自分が頻繁にやる作業を効率化するためのツールをひとまとめにしたデスクトップアプリ「komono」を作った。
ニュアンスとしてはDevToysのようなもの。
ならDevToysを使えばいいじゃないか、ということなんだけど。
DevToysは機能が豊富すぎて自分には過多だし、いつまでも提供してくれる保証はない。
アプリ作家として活動をしているわけだし、自分で使う道具は自分で作ろうという気概もある。
自分で作れば、仕様は自分がハンドルを握って好きに考えていいのも魅力的に映った。
ダウンロードは以下から可能です。ぜひ使ってみてください。
主な機能(2026/3/29時点)
- Base64エンコード
- URL変換
- ランダム文字列生成
- 画像変換
- テキスト整形
- ZIP圧縮
- エスケープ文字列デコード
機能一覧
Base64 エンコード / デコード
テキストをBase64にエンコード、またはBase64文字列をデコードする。
変換結果はタブで履歴が残るので、複数回の変換結果を見比べられる。タブ内の検索もできる。
URL変換
URLエンコード / デコード。特殊文字を %XX 形式に変換する。
こちらもBase64と同様にタブ履歴と検索に対応。
ランダム文字列生成
パスワードやトークン生成に使えるランダム文字列を生成する。
- 文字数を1〜256で指定
- 大文字・小文字・数字・記号の比率を調整可能
- 紛らわしい文字(
0とO、lと1など)を除外する機能 - 一度に6パターン生成して、好きなものを選べる
設定は保存されるので、いつも同じ条件で生成したい場合に便利。
画像変換
PNG、JPG、GIF、BMP、TIFF などの画像を WebP や AVIF に一括変換する。
- ドラッグ&ドロップでファイルやフォルダを投げ込める
- サムネイルプレビュー付き
- 変換前後のサイズを表示して圧縮率がわかる
- 個別ダウンロードのほか、まとめてZIPでダウンロードも可能
画像の変換処理はRust側で行っているので、ブラウザベースのツールより速い。
圧縮のサービスは無料有料含めて色々出ているけれど、ローカルで完結するのが安心感があっていい。
テキスト整形
JSON、JSONL、XML、HTMLをフォーマットしてインデント付きで整形する。
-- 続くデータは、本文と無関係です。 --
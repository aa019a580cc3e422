//! Error types for OCR MCP Server

use crate::text::PageSpecError;
use thiserror::Error;

/// Result type alias for OCR MCP Server
pub type Result<T> = std::result::Result<T, Error>;

/// Error types for OCR MCP Server
#[derive(Error, Debug)]
pub enum Error {
    /// Document file not found
    #[error("Document not found: {path}")]
    DocumentNotFound { path: String },

    /// File content is not a supported PDF or image format
    #[error("Unsupported document format: {reason}")]
    UnsupportedFormat { reason: String },

    /// Invalid page specification
    #[error("Invalid page specification: {0}")]
    PageSpec(#[from] PageSpecError),

    /// None of the requested pages exist in the document
    #[error("No requested pages exist (document has {total} pages)")]
    NoPagesSelected { total: u32 },

    /// Cache key not found
    #[error("Cache key not found: {key}")]
    CacheKeyNotFound { key: String },

    /// Source resolution error
    #[error("Failed to resolve source: {reason}")]
    SourceResolution { reason: String },

    /// Filesystem access requested in remote mode
    #[error("Filesystem access is not available: {operation}")]
    FilesystemUnavailable { operation: String },

    /// Path access denied (outside allowed resource directories)
    #[error("Path access denied: {path}")]
    PathAccessDenied { path: String },

    /// Document too large
    #[error("Document too large: {size} bytes (max: {max_size} bytes)")]
    DocumentTooLarge { size: u64, max_size: u64 },

    /// Filename filter is not a valid glob pattern
    #[error("Invalid file pattern '{pattern}': {reason}")]
    InvalidPattern { pattern: String, reason: String },

    /// Extraction schema is not usable
    #[error("Invalid schema: {reason}")]
    InvalidSchema { reason: String },

    /// No OCR API key configured
    #[error("MISTRAL_API_KEY is not set")]
    MissingApiKey,

    /// OCR service rejected the credentials
    #[error("OCR authentication failed (status {status}): {message}")]
    OcrAuth { status: u16, message: String },

    /// OCR service returned an error response
    #[error("OCR API error (status {status}): {message}")]
    OcrApi { status: u16, message: String },

    /// OCR service kept rate limiting after all retries
    #[error("OCR API rate limit exceeded after {attempts} attempts")]
    RateLimited { attempts: u32 },

    /// Invalid configuration
    #[error("Invalid configuration: {reason}")]
    Config { reason: String },

    /// Base64 decode error
    #[error("Invalid base64 data: {0}")]
    Base64Decode(#[from] base64::DecodeError),

    /// HTTP request error
    #[error("HTTP request failed: {0}")]
    HttpRequest(#[from] reqwest::Error),

    /// IO error
    #[error("IO error: {0}")]
    Io(#[from] std::io::Error),

    /// Serialization error
    #[error("Serialization error: {0}")]
    Serialization(#[from] serde_json::Error),
}

impl Error {
    /// Return a sanitized error message safe to send to clients.
    /// Internal details (paths, library errors, response bodies) are omitted.
    /// Full details should be logged via tracing before calling this.
    pub fn client_message(&self) -> String {
        match self {
            Error::DocumentNotFound { .. } => "Document not found".to_string(),
            Error::UnsupportedFormat { reason } => format!("Unsupported document format: {}", reason),
            Error::PageSpec(e) => format!("Invalid page specification: {}", e),
            Error::NoPagesSelected { total } => {
                format!("None of the requested pages exist (document has {} pages)", total)
            }
            Error::CacheKeyNotFound { .. } => "Cache key not found".to_string(),
            Error::SourceResolution { reason } => format!("Failed to resolve source: {}", reason),
            Error::FilesystemUnavailable { operation } => {
                format!("Filesystem access is not available: {}", operation)
            }
            Error::PathAccessDenied { .. } => "Access denied".to_string(),
            Error::DocumentTooLarge { max_size, .. } => {
                format!("Document exceeds maximum size of {} bytes", max_size)
            }
            Error::InvalidPattern { pattern, reason } => {
                format!("Invalid file pattern '{}': {}", pattern, reason)
            }
            Error::InvalidSchema { reason } => format!("Invalid schema: {}", reason),
            Error::MissingApiKey => "OCR service is not configured".to_string(),
            Error::OcrAuth { .. } => "OCR service authentication failed".to_string(),
            Error::OcrApi { status, .. } => format!("OCR service error (status {})", status),
            Error::RateLimited { .. } => "OCR service rate limit exceeded".to_string(),
            Error::Config { .. } => "Server configuration error".to_string(),
            Error::Base64Decode(_) => "Invalid base64 data".to_string(),
            Error::HttpRequest(_) => "HTTP request failed".to_string(),
            Error::Io(_) => "I/O error".to_string(),
            Error::Serialization(_) => "Serialization error".to_string(),
        }
    }

    /// Actionable hint for the client, when one exists.
    pub fn suggestion(&self) -> Option<String> {
        let hint = match self {
            Error::DocumentNotFound { .. } => "Check that the path exists and is readable",
            Error::UnsupportedFormat { .. } => {
                "Provide a PDF or an image (PNG, JPEG, GIF, WEBP, TIFF, BMP, AVIF)"
            }
            Error::PageSpec(_) => "Invalid page specification, use format like '1,5,10-15'",
            Error::NoPagesSelected { .. } => "Request pages within the document's page count",
            Error::CacheKeyNotFound { .. } => {
                "The cached result may have been evicted; resubmit the original source"
            }
            Error::FilesystemUnavailable { .. } => {
                "This server has no filesystem access; use a {\"url\": ...} or {\"base64\": ...} source"
            }
            Error::PathAccessDenied { .. } => {
                "Use a path inside one of the server's configured resource directories"
            }
            Error::DocumentTooLarge { .. } => "Split the document or pass it as a URL",
            Error::InvalidPattern { .. } => "Use a glob pattern like '*.pdf' or 'scan-??.png'",
            Error::InvalidSchema { .. } => {
                "Pass a JSON Schema object, e.g. {\"type\": \"object\", \"properties\": {...}}"
            }
            Error::MissingApiKey | Error::OcrAuth { .. } => {
                "Set MISTRAL_API_KEY to a valid Mistral API key"
            }
            Error::RateLimited { .. } => "Wait a moment and retry the request",
            Error::Base64Decode(_) => "Encode the document with standard base64",
            _ => return None,
        };
        Some(hint.to_string())
    }
}
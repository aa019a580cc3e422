//! HTTP client for the Mistral OCR API

use crate::config::ServerConfig;
use crate::error::{Error, Result};
use crate::ocr::{OcrEngine, OcrRequest, OcrResponse};
use async_trait::async_trait;
use reqwest::StatusCode;
use std::time::{Duration, Instant};
use tokio::time::sleep;

/// OCR engine backed by `POST {api_base}/ocr`
pub struct MistralOcrClient {
    http: reqwest::Client,
    api_key: Option<String>,
    endpoint: String,
    max_retries: u32,
    retry_backoff_ms: u64,
}

/// Outcome of a single attempt
enum Attempt {
    Done(OcrResponse),
    Retry { reason: String, wait: Option<Duration> },
}

impl MistralOcrClient {
    pub fn new(config: &ServerConfig) -> Result<Self> {
        let http = reqwest::Client::builder()
            .timeout(Duration::from_secs(config.request_timeout_secs))
            .build()
            .map_err(Error::HttpRequest)?;

        Ok(Self {
            http,
            api_key: config.api_key.clone(),
            endpoint: format!("{}/ocr", config.api_base.trim_end_matches('/')),
            max_retries: config.max_retries,
            retry_backoff_ms: config.retry_backoff_ms,
        })
    }

    /// Backoff before retry number `attempt` (1-based)
    fn backoff(&self, attempt: u32) -> Duration {
        let factor = 2u64.saturating_pow(attempt.saturating_sub(1));
        Duration::from_millis(self.retry_backoff_ms.saturating_mul(factor))
    }

    async fn attempt(&self, api_key: &str, request: &OcrRequest) -> Result<Attempt> {
        let response = match self
            .http
            .post(&self.endpoint)
            .bearer_auth(api_key)
            .json(request)
            .send()
            .await
        {
            Ok(r) => r,
            Err(e) if e.is_timeout() || e.is_connect() => {
                return Ok(Attempt::Retry {
                    reason: e.to_string(),
                    wait: None,
                })
            }
            Err(e) => return Err(Error::HttpRequest(e)),
        };

        let status = response.status();
        if status.is_success() {
            let body = response.json::<OcrResponse>().await?;
            return Ok(Attempt::Done(body));
        }

        let retry_after = response
            .headers()
            .get(reqwest::header::RETRY_AFTER)
            .and_then(|v| v.to_str().ok())
            .and_then(|v| v.trim().parse::<u64>().ok())
            .map(Duration::from_secs);
        let message = response.text().await.unwrap_or_default();

        if is_retryable(status) {
            return Ok(Attempt::Retry {
                reason: format!("status {}: {}", status.as_u16(), truncate(&message, 200)),
                wait: retry_after,
            });
        }

        if matches!(status, StatusCode::UNAUTHORIZED | StatusCode::FORBIDDEN) {
            return Err(Error::OcrAuth {
                status: status.as_u16(),
                message,
            });
        }

        Err(Error::OcrApi {
            status: status.as_u16(),
            message,
        })
    }
}

#[async_trait]
impl OcrEngine for MistralOcrClient {
    async fn process(&self, request: &OcrRequest) -> Result<OcrResponse> {
        let api_key = self.api_key.as_deref().ok_or(Error::MissingApiKey)?;
        let start = Instant::now();
        let mut last_reason = String::new();
        let mut pending_wait = None;

        for attempt in 0..=self.max_retries {
            if attempt > 0 {
                let wait = pending_wait.take().unwrap_or_else(|| self.backoff(attempt));
                tracing::warn!(
                    attempt,
                    max_retries = self.max_retries,
                    wait_ms = wait.as_millis() as u64,
                    reason = %last_reason,
                    "retrying OCR request"
                );
                sleep(wait).await;
            }

            match self.attempt(api_key, request).await? {
                Attempt::Done(response) => {
                    tracing::debug!(
                        pages = response.pages.len(),
                        model = %response.model,
                        elapsed_ms = start.elapsed().as_millis() as u64,
                        retries = attempt,
                        "OCR request completed"
                    );
                    return Ok(response);
                }
                Attempt::Retry { reason, wait } => {
                    last_reason = reason;
                    pending_wait = wait;
                }
            }
        }

        tracing::warn!(reason = %last_reason, "OCR request failed after all retries");
        if last_reason.starts_with("status 429") {
            Err(Error::RateLimited {
                attempts: self.max_retries + 1,
            })
        } else {
            Err(Error::OcrApi {
                status: 503,
                message: last_reason,
            })
        }
    }
}

/// Statuses worth retrying: rate limiting and server-side failures
fn is_retryable(status: StatusCode) -> bool {
    status == StatusCode::TOO_MANY_REQUESTS
        || status == StatusCode::REQUEST_TIMEOUT
        || status.is_server_error()
}

fn truncate(s: &str, max_chars: usize) -> &str {
    match s.char_indices().nth(max_chars) {
        Some((idx, _)) => &s[..idx],
        None => s,
    }
}
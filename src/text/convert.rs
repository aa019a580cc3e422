//! Markdown to plain text conversion
//!
//! Steps run in a fixed order: images are removed before links are
//! unwrapped, otherwise `![alt](src)` would leave a stray `!alt` behind.

use once_cell::sync::Lazy;
use regex::Regex;

static RE_IMAGE: Lazy<Regex> = Lazy::new(|| Regex::new(r"!\[.*?\]\(.*?\)").unwrap());

static RE_LINK: Lazy<Regex> = Lazy::new(|| Regex::new(r"\[(.*?)\]\(.*?\)").unwrap());

static RE_MARKERS: Lazy<Regex> = Lazy::new(|| Regex::new(r"[#*_`~]").unwrap());

static RE_BLANK_RUNS: Lazy<Regex> = Lazy::new(|| Regex::new(r"\n{3,}").unwrap());

/// Strip markdown syntax down to plain text.
///
/// Marker characters (`#`, `*`, `_`, backtick, `~`) are removed wherever
/// they occur, including inside prose. Link text is matched up to the first
/// `]`, so bracketed link text is not supported.
pub fn markdown_to_plain_text(markdown: &str) -> String {
    let text = RE_IMAGE.replace_all(markdown, "");
    let text = RE_LINK.replace_all(&text, "$1");
    let text = RE_MARKERS.replace_all(&text, "");
    let text = RE_BLANK_RUNS.replace_all(&text, "\n\n");
    text.trim().to_string()
}
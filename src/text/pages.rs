//! Page selection parsing
//!
//! Turns a human-authored selection such as `"1,5,10-15"` into a sorted,
//! de-duplicated set of 1-indexed page numbers.

use std::collections::BTreeSet;
use thiserror::Error;

/// Set of selected page numbers (1-indexed). Iterates in ascending order.
pub type PageSet = BTreeSet<u32>;

/// Largest page number accepted in a page specification
pub const MAX_PAGE_NUMBER: u32 = 1_000_000;

/// Validation errors for page specifications
#[derive(Error, Debug, Clone, PartialEq, Eq)]
pub enum PageSpecError {
    /// Zero or negative page number
    #[error("page numbers must be positive: '{token}'")]
    NotPositive { token: String },

    /// Range token that does not split into exactly `start-end`
    #[error("invalid page range format '{token}': expected start-end")]
    InvalidRangeFormat { token: String },

    /// Range whose start is after its end
    #[error("invalid page range: start must be <= end (got {start}-{end})")]
    InvertedRange { start: u32, end: u32 },

    /// Token that is not a base-10 integer
    #[error("invalid page number: '{token}'")]
    InvalidNumber { token: String },

    /// Page number above [`MAX_PAGE_NUMBER`]
    #[error("page number {page} exceeds the maximum of {max}")]
    PageTooLarge { page: u32, max: u32 },
}

/// Parse a page specification into a [`PageSet`].
///
/// Tokens are comma separated and trimmed. Each token is either a single
/// page (`"7"`) or an inclusive range (`"3-9"`). The whole specification
/// either parses or fails; there is no partial result.
pub fn parse_page_spec(spec: &str) -> Result<PageSet, PageSpecError> {
    let mut pages = PageSet::new();

    for token in spec.split(',') {
        let token = token.trim();

        if token.contains('-') {
            if token.starts_with('-') {
                return Err(PageSpecError::NotPositive {
                    token: token.to_string(),
                });
            }

            let parts: Vec<&str> = token.split('-').collect();
            if parts.len() != 2 {
                return Err(PageSpecError::InvalidRangeFormat {
                    token: token.to_string(),
                });
            }

            let start = parse_page_number(parts[0])?;
            let end = parse_page_number(parts[1])?;

            if start > end {
                return Err(PageSpecError::InvertedRange { start, end });
            }

            pages.extend(start..=end);
        } else {
            pages.insert(parse_page_number(token)?);
        }
    }

    Ok(pages)
}

fn parse_page_number(raw: &str) -> Result<u32, PageSpecError> {
    let raw = raw.trim();
    if raw.starts_with('+') {
        return Err(PageSpecError::InvalidNumber {
            token: raw.to_string(),
        });
    }

    let value: i64 = raw.parse().map_err(|_| PageSpecError::InvalidNumber {
        token: raw.to_string(),
    })?;

    if value < 1 {
        return Err(PageSpecError::NotPositive {
            token: raw.to_string(),
        });
    }

    if value > i64::from(MAX_PAGE_NUMBER) {
        return Err(PageSpecError::PageTooLarge {
            page: u32::try_from(value).unwrap_or(u32::MAX),
            max: MAX_PAGE_NUMBER,
        });
    }

    // Bounded by MAX_PAGE_NUMBER above
    Ok(value as u32)
}

/// Requested pages that do not exist in a document of `total_pages` pages,
/// in ascending order.
pub fn out_of_range(requested: &PageSet, total_pages: u32) -> Vec<u32> {
    requested
        .iter()
        .copied()
        .filter(|&page| page > total_pages)
        .collect()
}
- テキスト貼り付け or ファイルのドラッグ&ドロップに対応
- フォーマットの自動判定
- パースエラーがある場合はエラー内容を表示
APIレスポンスの確認やログの整形で重宝する。
ZIP圧縮
ファイルやフォルダを選択してZIPファイルを作成する。
- パスワード付きZIPに対応
- パスワードの自動生成機能(文字種・長さのカスタマイズ可能)
- 進捗バー付きで、大量ファイルでも状況がわかる
納品物をZIPにまとめて送るときなどに、わざわざターミナルを開かなくて済む。
エスケープ文字列デコード
\xE5\xB9\xB4 や \u5E74 のようなエスケープされた文字列を人間が読める形にデコードする。
ログに出てくるエスケープ済み文字列の中身を確認したいときに使う。
工夫したところ
- サイドバーの並び替え: ドラッグ&ドロップでツールの表示順を変更できる。よく使うものを上に持ってくると便利
- 設定の保持: アプリを閉じても、各ツールの設定やサイドバーの並び順はそのまま。変換結果は保存しない
- 結果のタブ管理: アプリが起動している間の変換結果はタブに蓄積される。タブ内検索でハイライト表示もできるようにした
- コピーボタン: テキストの変換結果はクリップボードにコピーできるボタンをつけた
技術スタック
- Tauri v2 — デスクトップアプリのフレームワーク
- React 19 + TypeScript — フロントエンド
- Rust — 画像変換やZIP圧縮など、重い処理を担当
- Tailwind CSS v4 — スタイリング
軽量な処理(Base64、URLエンコードなど)はフロントエンドで完結し、重い処理(画像変換、ZIP圧縮)はRust側で実行する方針にしている。
ダウンロード
macOS版(Intel / Apple Silicon 両対応):
アプリ内に自動更新機能が入っているので、一度インストールすれば新しいバージョンが出たときに通知される。
おわりに
今後は盆栽のように、機能を足したり、改善したりと必要に応じてメンテナンスを続けていくつもり。